Over 25 per cent of India continued to face drought conditions in December with 2023 proving to be the warmest year on record since 1850, an arm of the US National Oceanic and Atmospheric Administration (NOAA) said.
The drought situation, however, saw a marginal recovery as 26.3 per cent of the country faced drought in November, NOAA’s arm National Centers for Environmental Information (NCEI) said in its “Global Drought Overview ‘‘ this month.
Short-lived ‘Michaung’
The situation improved a tad in India as a large swath across the middle, and parts of southern Asia, were wetter than normal. This was due to the positive rainfall anomaly over the western Indian Ocean and a short-lived Cyclone Michaung hitting eastern India with heavy rainfall, both early in the month. “Drought conditions were confirmed over northern, eastern, and coastal southwestern parts of India on the India Drought Monitor, covering about 25.6 per cent of the nation, which is a little less than last month.

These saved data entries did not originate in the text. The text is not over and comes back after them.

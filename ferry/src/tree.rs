//! The on-disk backup tree: the sole contract between export and import.
//!
//! Layout (root-relative):
//!
//! ```text
//! folders.json                              container manifest
//! ferry-manifest.json                       export metadata + checksum
//! dashboards/<container>/<title>.json       one file per dashboard
//! alert-rules-by-folder/<container>.json    one file per folder, list of groups
//! contact-points.json                       root-level list
//! notification-policies.json                root-level list
//! mute-timings.json                         root-level list
//! templates.json                            root-level list
//! <namespace>/<rule-name>.yaml              one file per rule CRD
//! ```
//!
//! A tree is written by one export pass and never mutated afterwards.

use std::collections::BTreeMap;
use std::collections::BTreeSet;
use std::fs;
use std::path::{Path, PathBuf};

use serde::{Deserialize, Serialize};
use serde_json::Value;
use sha2::{Digest, Sha256};

use crate::error::{Error, Result};
use crate::kind::{ObjectKind, StorageStyle};
use crate::model::{ConfigObject, Container};

pub const TREE_FORMAT: &str = "ferry-tree-v1";
const FOLDERS_MANIFEST: &str = "folders.json";
const EXPORT_MANIFEST: &str = "ferry-manifest.json";

/// Root-level directories and files that are never namespace directories.
const RESERVED: [&str; 8] = [
    FOLDERS_MANIFEST,
    EXPORT_MANIFEST,
    "dashboards",
    "alert-rules-by-folder",
    "contact-points.json",
    "notification-policies.json",
    "mute-timings.json",
    "templates.json",
];

/// Export metadata written alongside the objects.
#[derive(Debug, Clone, Serialize, Deserialize)]
pub struct ExportManifest {
    pub format: String,
    pub engine_version: String,
    /// RFC 3339
    pub exported_at: String,
    /// Exported object count per kind name
    pub counts: BTreeMap<String, u64>,
    /// SHA-256 over every object file, hex-encoded
    #[serde(default, skip_serializing_if = "Option::is_none")]
    pub checksum: Option<String>,
}

/// Normalize a container title or object identity into a path component.
///
/// Path separators, quotes and whitespace become `_`; the result is capped
/// at 100 characters for filesystem limits. Two names that collide after
/// normalization map to the same file and the later write wins.
pub fn safe_component(name: &str) -> String {
    let sanitized: String = name
        .chars()
        .map(|c| match c {
            '/' | '\\' | '"' | '\'' => '_',
            c if c.is_whitespace() => '_',
            c => c,
        })
        .take(100)
        .collect();
    if sanitized.is_empty() {
        "_".to_string()
    } else {
        sanitized
    }
}

/// Handle to a backup tree on disk.
#[derive(Debug, Clone)]
pub struct BackupTree {
    root: PathBuf,
}

impl BackupTree {
    /// Create the tree root for an export. The directory is created if
    /// absent; a pre-existing non-directory path fails the run.
    pub fn create(root: impl Into<PathBuf>) -> Result<Self> {
        let root = root.into();
        if root.exists() && !root.is_dir() {
            return Err(Error::Tree(format!(
                "{} exists and is not a directory",
                root.display()
            )));
        }
        fs::create_dir_all(&root)?;
        Ok(Self { root })
    }

    /// Open an existing tree for an import.
    pub fn open(root: impl Into<PathBuf>) -> Result<Self> {
        let root = root.into();
        if !root.is_dir() {
            return Err(Error::Tree(format!(
                "{} is not a backup tree directory",
                root.display()
            )));
        }
        Ok(Self { root })
    }

    pub fn root(&self) -> &Path {
        &self.root
    }

    // -- write side (export) -------------------------------------------------

    /// Path an object will be written to. Only meaningful for per-object
    /// storage styles.
    pub fn object_path(&self, object: &ConfigObject) -> PathBuf {
        let container = safe_component(&object.container);
        let identity = safe_component(&object.identity);
        let file = format!("{}.{}", identity, object.kind.extension());
        match object.kind.storage_style() {
            StorageStyle::RootPerObject => self.root.join(container).join(file),
            _ => {
                let dir = object.kind.dir_name().unwrap_or_default();
                self.root.join(dir).join(container).join(file)
            }
        }
    }

    /// Write one object file (per-object styles). Returns the serialized
    /// bytes so the caller can fold them into a checksum.
    pub fn write_object(&self, object: &ConfigObject) -> Result<Vec<u8>> {
        let path = self.object_path(object);
        if let Some(parent) = path.parent() {
            fs::create_dir_all(parent)?;
        }
        let bytes = match object.kind.extension() {
            "yaml" => serde_yaml::to_string(&object.payload)?.into_bytes(),
            _ => {
                let mut b = serde_json::to_vec_pretty(&object.payload)?;
                b.push(b'\n');
                b
            }
        };
        fs::write(&path, &bytes)?;
        Ok(bytes)
    }

    /// Write a per-container list file (`alert-rules-by-folder/<c>.json`).
    pub fn write_container_list(
        &self,
        kind: ObjectKind,
        container: &str,
        payloads: &[Value],
    ) -> Result<Vec<u8>> {
        let dir = self
            .root
            .join(kind.dir_name().expect("per-container kind has a directory"));
        fs::create_dir_all(&dir)?;
        let path = dir.join(format!("{}.{}", safe_component(container), kind.extension()));
        let mut bytes = serde_json::to_vec_pretty(payloads)?;
        bytes.push(b'\n');
        fs::write(&path, &bytes)?;
        Ok(bytes)
    }

    /// Write a root-level list file (`contact-points.json` and friends).
    pub fn write_root_list(&self, kind: ObjectKind, payloads: &[Value]) -> Result<Vec<u8>> {
        let stem = kind.dir_name().expect("root-list kind has a file stem");
        let path = self.root.join(format!("{}.{}", stem, kind.extension()));
        let mut bytes = serde_json::to_vec_pretty(payloads)?;
        bytes.push(b'\n');
        fs::write(&path, &bytes)?;
        Ok(bytes)
    }

    /// Write the container manifest. Lists every container discovered at
    /// the source, independent of object filtering, so import can recreate
    /// empty containers.
    pub fn write_folders_manifest(&self, containers: &[Container]) -> Result<()> {
        let mut bytes = serde_json::to_vec_pretty(containers)?;
        bytes.push(b'\n');
        fs::write(self.root.join(FOLDERS_MANIFEST), bytes)?;
        Ok(())
    }

    pub fn read_folders_manifest(&self) -> Result<Vec<Container>> {
        let path = self.root.join(FOLDERS_MANIFEST);
        if !path.exists() {
            return Ok(Vec::new());
        }
        let bytes = fs::read(&path)?;
        Ok(serde_json::from_slice(&bytes)?)
    }

    pub fn write_export_manifest(&self, manifest: &ExportManifest) -> Result<()> {
        let mut bytes = serde_json::to_vec_pretty(manifest)?;
        bytes.push(b'\n');
        fs::write(self.root.join(EXPORT_MANIFEST), bytes)?;
        Ok(())
    }

    pub fn read_export_manifest(&self) -> Result<Option<ExportManifest>> {
        let path = self.root.join(EXPORT_MANIFEST);
        if !path.exists() {
            return Ok(None);
        }
        let bytes = fs::read(&path)?;
        Ok(Some(serde_json::from_slice(&bytes)?))
    }

    /// SHA-256 over every object file (relative path + contents), in path
    /// order. The export manifest itself is excluded.
    pub fn checksum(&self) -> Result<String> {
        let mut files = Vec::new();
        collect_files(&self.root, &self.root, &mut files)?;
        files.retain(|rel| rel != Path::new(EXPORT_MANIFEST));
        files.sort();
        let mut hasher = Sha256::new();
        for rel in files {
            hasher.update(rel.to_string_lossy().as_bytes());
            hasher.update(fs::read(self.root.join(&rel))?);
        }
        Ok(hex::encode(hasher.finalize()))
    }

    // -- read side (import) --------------------------------------------------

    /// Kinds present in this tree, derived from the layout alone.
    /// `alert-rules-by-folder` reads back as `RuleGroup`, the canonical
    /// kind for grouped alert rules.
    pub fn present_kinds(&self) -> Result<BTreeSet<ObjectKind>> {
        let mut kinds = BTreeSet::new();
        for entry in fs::read_dir(&self.root)? {
            let entry = entry?;
            let name = entry.file_name().to_string_lossy().into_owned();
            if entry.file_type()?.is_dir() {
                match name.as_str() {
                    "dashboards" => {
                        kinds.insert(ObjectKind::Dashboard);
                    }
                    "alert-rules-by-folder" => {
                        kinds.insert(ObjectKind::RuleGroup);
                    }
                    _ => {
                        kinds.insert(ObjectKind::RuleCrd);
                    }
                }
            } else {
                match name.as_str() {
                    // a kind directory replaced by a file is a corrupt
                    // layout; surface it to the kind's pass instead of
                    // silently dropping the kind
                    "dashboards" => {
                        kinds.insert(ObjectKind::Dashboard);
                    }
                    "alert-rules-by-folder" => {
                        kinds.insert(ObjectKind::RuleGroup);
                    }
                    "contact-points.json" => {
                        kinds.insert(ObjectKind::ContactPoint);
                    }
                    "notification-policies.json" => {
                        kinds.insert(ObjectKind::NotificationPolicy);
                    }
                    "mute-timings.json" => {
                        kinds.insert(ObjectKind::MuteTiming);
                    }
                    "templates.json" => {
                        kinds.insert(ObjectKind::Template);
                    }
                    _ => {}
                }
            }
        }
        Ok(kinds)
    }

    /// On-disk container names for a kind. For root-list kinds this is the
    /// kind's sentinel; real titles are recovered from payloads or the
    /// folder manifest by the importer.
    pub fn containers_for(&self, kind: ObjectKind) -> Result<Vec<String>> {
        let mut names = Vec::new();
        match kind.storage_style() {
            StorageStyle::PerObject => {
                let dir = self.root.join(kind.dir_name().unwrap_or_default());
                if dir.exists() {
                    for entry in fs::read_dir(dir)? {
                        let entry = entry?;
                        if entry.file_type()?.is_dir() {
                            names.push(entry.file_name().to_string_lossy().into_owned());
                        }
                    }
                }
            }
            StorageStyle::PerContainer => {
                let dir = self.root.join(kind.dir_name().unwrap_or_default());
                if dir.exists() {
                    for entry in fs::read_dir(dir)? {
                        let entry = entry?;
                        let path = entry.path();
                        if path.extension().and_then(|e| e.to_str()) == Some(kind.extension()) {
                            if let Some(stem) = path.file_stem().and_then(|s| s.to_str()) {
                                names.push(stem.to_string());
                            }
                        }
                    }
                }
            }
            StorageStyle::RootList => names.push(kind.sentinel_container().to_string()),
            StorageStyle::RootPerObject => {
                for entry in fs::read_dir(&self.root)? {
                    let entry = entry?;
                    let name = entry.file_name().to_string_lossy().into_owned();
                    if entry.file_type()?.is_dir() && !RESERVED.contains(&name.as_str()) {
                        names.push(name);
                    }
                }
            }
        }
        names.sort();
        Ok(names)
    }

    /// Read every object recorded for `kind` in `container` (an on-disk
    /// container name from [`containers_for`]).
    ///
    /// The outer `Err` is an enumeration failure and aborts the kind; an
    /// inner `Err` is one unreadable object file and is recorded as a
    /// per-object failure by the caller.
    pub fn read_objects(
        &self,
        kind: ObjectKind,
        container: &str,
    ) -> Result<Vec<(String, Result<ConfigObject>)>> {
        match kind.storage_style() {
            StorageStyle::PerObject | StorageStyle::RootPerObject => {
                self.read_object_dir(kind, container)
            }
            StorageStyle::PerContainer => {
                let dir = self.root.join(kind.dir_name().unwrap_or_default());
                let path = dir.join(format!("{}.{}", container, kind.extension()));
                Ok(read_list_file(kind, container, &path))
            }
            StorageStyle::RootList => {
                let stem = kind.dir_name().unwrap_or_default();
                let path = self.root.join(format!("{}.{}", stem, kind.extension()));
                Ok(read_list_file(kind, container, &path))
            }
        }
    }

    fn read_object_dir(
        &self,
        kind: ObjectKind,
        container: &str,
    ) -> Result<Vec<(String, Result<ConfigObject>)>> {
        let dir = match kind.storage_style() {
            StorageStyle::RootPerObject => self.root.join(container),
            _ => self
                .root
                .join(kind.dir_name().unwrap_or_default())
                .join(container),
        };
        let mut entries: Vec<PathBuf> = fs::read_dir(&dir)?
            .filter_map(|e| e.ok())
            .map(|e| e.path())
            .filter(|p| {
                let ext = p.extension().and_then(|e| e.to_str()).unwrap_or("");
                p.is_file() && (ext == kind.extension() || (kind.extension() == "yaml" && ext == "yml"))
            })
            .collect();
        entries.sort();

        let mut objects = Vec::new();
        for path in entries {
            let stem = path
                .file_stem()
                .and_then(|s| s.to_str())
                .unwrap_or("object")
                .to_string();
            objects.push((stem.clone(), read_object_file(kind, &path, &stem, container)));
        }
        Ok(objects)
    }
}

“In 2023, Asia had the second warmest year on record, continent-wide, with parts of Russia, China, and the southern tier countries drier than normal for the year; Southwest Asia experienced especially severe and widespread drought in 2023,” the drought overview said.
El Nino impact
NOAA said in its annual climate review that dry conditions continued during December 2023 in South-West Asia besides other countries such as Australia, the Brazilian Amazon, the Mediterranean and much of Canada. “... above-normal precipitation helped to relieve drought conditions in parts of Europe, India, Argentina, Africa, Mexico, and Central America,” NOAA said. Global precipitation patterns in 2023 were associated with the current El Niño conditions.
December temperatures were warmer than normal across much of North America, the northern half of South America, Australia, much of Europe, and southern parts of Asia, all consistent with El Niño teleconnections, the US weather agency said.
NOAA reiterated the find of Copernicus, the European weather agency. “During 2023, each monthly global surface temperature anomaly value ranked among the seven warmest with June through December each ranking as the warmest such month on record.
Asia 2nd warmest
“The July global temperature value was likely the warmest of all months on record and the July, August, and September temperature anomalies each exceeded 1.0°C (1.8°F) above the long-term average for the first time on record. The September anomaly value of 1.44°C (2.59°F) was the largest positive monthly global temperature anomaly for any month on record,” it said.
Global ocean temperatures in 2023 were noteworthy with nine consecutive months (April–December) of record warm temperatures.
NOAA said Asia had its second-warmest year on record at +2.09°C. The year 2023 marked the 27th consecutive year with temperatures above average. Asia’s 10 warmest years have occurred since 2007. Asia’s trend during the 1910–2023 period was +0.18°C per decade; however, the 1982–2023 trend is more than twice the longer-term trend, NOAA said.